§ **Exercise**
Work through the data and report how many lines include the string "License", giving the number alone.

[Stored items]
>>>
/*!
 * # Scriptorium
 *
 * A Rust library for turning raw OCR markdown of scanned documents into
 * hierarchical, speaker-attributed, internationalizable books.
 *
 * ## Features
 *
 * - Rule-based chapter/section/paragraph segmentation driven by profiles
 * - Deterministic confidence scoring and speaker attribution
 * - LLM-assisted refinement of low-confidence speaker attribution:
 *   - Ollama (local LLM)
 *   - Anthropic API
 * - Stable reference ids that survive structural edits
 * - Batched machine translation into per-language slots
 * - ISO 639-1 and ISO 639-2 language code support
 *
 * ## Architecture
 *
 * The library is organized in these main modules:
 * - `app_config`: Configuration management
 * - `rule_profile`: Declarative segmentation profiles
 * - `normalize`: OCR artifact cleanup
 * - `segment`: Rule-based document segmentation:
 *   - `segment::chapter`: Chapter boundary detection
 *   - `segment::paragraph`: Paragraph splitting and confidence scoring
 *   - `segment::speaker`: Speaker attribution
 *   - `segment::engine`: The rule engine assembling draft books
 * - `book`: The document tree and its verified operations:
 *   - `book::model`: Book/Chapter/Section/Paragraph types
 *   - `book::reference`: Canonical renumbering and reference ids
 *   - `book::edit`: Structural edit primitives
 *   - `book::export`: Canonical JSON export
 * - `refine`: LLM-assisted speaker refinement
 * - `translate`: Batched translation into i18n slots
 * - `providers`: Client implementations for LLM providers:
 *   - `providers::ollama`: Ollama API client
 *   - `providers::anthropic`: Anthropic API client
 * - `job`: Linear job status machine
 * - `storage`: Slug-keyed JSON artifact store
 * - `errors`: Custom error types for the application
 *
 * ## License
 *
 * This project is licensed under the MIT License
 */

// Global lints configuration
// These lints will be allowed but not auto-fixed
#![allow(clippy::uninlined_format_args)]
#![allow(clippy::redundant_closure_for_method_calls)]

// Public modules
pub mod app_config;
pub mod app_controller;
pub mod book;
pub mod errors;
pub mod job;
pub mod language_utils;
pub mod normalize;
pub mod providers;
pub mod refine;
pub mod rule_profile;
pub mod segment;
pub mod storage;
pub mod translate;

// Re-export main types for easier usage
pub use app_config::Config;
pub use book::model::{Book, Chapter, ChapterBody, Paragraph, Section, Vetted};
pub use errors::{AppError, ExportError, ProfileError, ProviderError, SchemaIssue};
pub use rule_profile::RuleProfile;
pub use segment::engine::RuleEngine;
<<<
§ **Result of this task**
2